Dwie sunie na łańcuchach.
Jedna z nich jest wysterylizowana, druga dostaje zastrzyki. Uswiadomilismy Pania z jakimi konsekwencjami może się to wiązać. Pani deklaruje, że nie stać jej na zabieg. Jutro skontaktujemy się z gmina i poprosimy o pomoc. Psiaki są bardzo przyjacielskie. W chwili interwencji nie miały wody, więc kobieta została zobowiązana do tego by zapewniać im stały dostęp. W lecie psiaki podobno były w innym miejscu, gdzie miały cień. Pani rozważa także budowę kojca. Budy są ocieplone, łańcuchy ustawowej długości. Podobno psy chodzą na spacery z córką. Poinformowalismy o tym, że psy nie mogą być stale uwiazane zgodnie z Ustawą o Ochronie Zwierząt.
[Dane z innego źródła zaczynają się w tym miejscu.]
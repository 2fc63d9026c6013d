//! JSON and HTML run reports built from stored results.

use std::fmt::Write as _;
use std::fs;
use std::io;
use std::path::{Path, PathBuf};

use serde::Serialize;
use thiserror::Error;

use super::storage::{ResultSink, ResultsSnapshot, StoreError};

const METRICS_FILE_NAME: &str = "metrics.json";
const HTML_FILE_NAME: &str = "report.html";
const RECENT_RESULTS: usize = 50;

#[derive(Debug, Error)]
pub enum ReportError {
    #[error("failed to read results: {0}")]
    Store(#[from] StoreError),
    #[error("failed to write report: {0}")]
    Io(#[from] io::Error),
    #[error("failed to encode metrics: {0}")]
    Json(#[from] serde_json::Error),
}

/// Contents of `metrics.json`.
#[derive(Debug, Clone, PartialEq, Serialize)]
pub struct ReportMetrics {
    pub start_time: Option<String>,
    pub end_time: Option<String>,
    pub duration_seconds: f64,
    pub total_checked: u64,
    pub available_count: u64,
    pub taken_count: u64,
    pub unknown_count: u64,
    pub performance_identifiers_per_second: f64,
}

impl ReportMetrics {
    pub fn from_snapshot(snapshot: &ResultsSnapshot) -> Self {
        let duration = match (snapshot.first_checked_at, snapshot.last_checked_at) {
            (Some(start), Some(end)) => (end - start).num_milliseconds().max(0) as f64 / 1000.0,
            _ => 0.0,
        };
        let performance = if duration > 0.0 {
            snapshot.total as f64 / duration
        } else {
            0.0
        };

        Self {
            start_time: snapshot.first_checked_at.map(|t| t.to_rfc3339()),
            end_time: snapshot.last_checked_at.map(|t| t.to_rfc3339()),
            duration_seconds: round2(duration),
            total_checked: snapshot.total,
            available_count: snapshot.available,
            taken_count: snapshot.taken,
            unknown_count: snapshot.unknown,
            performance_identifiers_per_second: round2(performance),
        }
    }
}

/// Paths written by a successful report run.
#[derive(Debug, Clone)]
pub struct ReportFiles {
    pub metrics: PathBuf,
    pub html: PathBuf,
}

#[derive(Debug, Clone)]
pub struct ReportGenerator {
    output_dir: PathBuf,
}

impl ReportGenerator {
    pub fn new(output_dir: impl Into<PathBuf>) -> Self {
        Self {
            output_dir: output_dir.into(),
        }
    }

    pub fn output_dir(&self) -> &Path {
        &self.output_dir
    }

    pub fn generate(&self, sink: &dyn ResultSink) -> Result<ReportFiles, ReportError> {
        let snapshot = sink.snapshot(RECENT_RESULTS)?;
        let metrics = ReportMetrics::from_snapshot(&snapshot);
        fs::create_dir_all(&self.output_dir)?;

        let metrics_path = self.output_dir.join(METRICS_FILE_NAME);
        fs::write(&metrics_path, serde_json::to_string_pretty(&metrics)?)?;
        log::info!("json report written to {}", metrics_path.display());

        let html_path = self.output_dir.join(HTML_FILE_NAME);
        fs::write(&html_path, render_html(&metrics, &snapshot))?;
        log::info!("html report written to {}", html_path.display());

        Ok(ReportFiles {
            metrics: metrics_path,
            html: html_path,
        })
    }
}

fn render_html(metrics: &ReportMetrics, snapshot: &ResultsSnapshot) -> String {
    let mut rows = String::new();
    for result in &snapshot.recent {
        let _ = writeln!(
            rows,
            "      <tr class=\"{status}\"><td>{id}</td><td>{status}</td><td>{at}</td></tr>",
            id = html_escape::encode_text(&result.identifier),
            status = result.outcome,
            at = result.checked_at.to_rfc3339(),
        );
    }

    let start = metrics.start_time.as_deref().unwrap_or("-");
    let end = metrics.end_time.as_deref().unwrap_or("-");

    format!(
        r#"<!DOCTYPE html>
<html lang="en">
<head>
  <meta charset="utf-8">
  <title>Sweep report</title>
  <style>
    body {{ font-family: sans-serif; margin: 2rem; }}
    table {{ border-collapse: collapse; }}
    td, th {{ border: 1px solid #ccc; padding: 0.3rem 0.6rem; }}
    tr.available td {{ background: #e6f7e6; }}
    tr.unknown td {{ background: #fff7e0; }}
  </style>
</head>
<body>
  <h1>Sweep report</h1>
  <ul>
    <li>Total checked: {total}</li>
    <li>Available: {available}</li>
    <li>Taken: {taken}</li>
    <li>Unknown: {unknown}</li>
    <li>Window: {start} &rarr; {end} ({duration:.2}s)</li>
    <li>Throughput: {rate:.2} identifiers/s</li>
  </ul>
  <h2>Latest results</h2>
  <table>
    <thead><tr><th>Identifier</th><th>Status</th><th>Checked at</th></tr></thead>
    <tbody>
{rows}    </tbody>
  </table>
</body>
</html>
"#,
        total = metrics.total_checked,
        available = metrics.available_count,
        taken = metrics.taken_count,
        unknown = metrics.unknown_count,
        start = html_escape::encode_text(start),
        end = html_escape::encode_text(end),
        duration = metrics.duration_seconds,
        rate = metrics.performance_identifiers_per_second,
        rows = rows,
    )
}

fn round2(value: f64) -> f64 {
    (value * 100.0).round() / 100.0
}

#[cfg(test)]
mod tests {
    use super::*;
    use crate::modules::storage::StoredResult;
    use crate::probe::Outcome;
    use chrono::{Duration, Utc};

    struct FixedSink(ResultsSnapshot);

    impl ResultSink for FixedSink {
        fn save(&self, _identifier: &str, _outcome: Outcome) -> Result<(), StoreError> {
            Ok(())
        }

        fn snapshot(&self, _recent: usize) -> Result<ResultsSnapshot, StoreError> {
            Ok(self.0.clone())
        }
    }

    fn sample_snapshot() -> ResultsSnapshot {
        let start = Utc::now();
        let end = start + Duration::seconds(4);
        ResultsSnapshot {
            total: 2,
            available: 1,
            taken: 1,
            unknown: 0,
            first_checked_at: Some(start),
            last_checked_at: Some(end),
            recent: vec![
                StoredResult {
                    identifier: "<script>".into(),
                    outcome: Outcome::Taken,
                    checked_at: end,
                },
                StoredResult {
                    identifier: "alpha".into(),
                    outcome: Outcome::Available,
                    checked_at: start,
                },
            ],
        }
    }

    #[test]
    fn metrics_compute_throughput() {
        let metrics = ReportMetrics::from_snapshot(&sample_snapshot());
        assert_eq!(metrics.duration_seconds, 4.0);
        assert_eq!(metrics.performance_identifiers_per_second, 0.5);
        assert_eq!(metrics.total_checked, 2);
    }

    #[test]
    fn empty_snapshot_has_zero_rates() {
        let metrics = ReportMetrics::from_snapshot(&ResultsSnapshot::default());
        assert_eq!(metrics.duration_seconds, 0.0);
        assert_eq!(metrics.performance_identifiers_per_second, 0.0);
        assert!(metrics.start_time.is_none());
    }

    #[test]
    fn writes_both_files_and_escapes_identifiers() {
        let dir = tempfile::tempdir().unwrap();
        let generator = ReportGenerator::new(dir.path().join("reports"));
        let files = generator.generate(&FixedSink(sample_snapshot())).unwrap();

        let metrics: serde_json::Value =
            serde_json::from_str(&fs::read_to_string(&files.metrics).unwrap()).unwrap();
        assert_eq!(metrics["available_count"], 1);

        let html = fs::read_to_string(&files.html).unwrap();
        assert!(html.contains("&lt;script&gt;"));
        assert!(!html.contains("<td><script>"));
        assert!(html.contains("<td>alpha</td>"));
    }
}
Mamy nadzieję, że właścicielka budowę kojca weźmie pod uwagę i szybciej zrealizuje ten plan. Szczególnie, że wszyscy czekamy na ustawę, która ma zakazać używania łańcuchów. Wiele wskazuje na to, że ustawa wejdzie w życie niebawem.
Ta interwencja była dla nas najmniej przykra w tym dniu, mimo iż wszyscy nienawidzimy łańcuchów!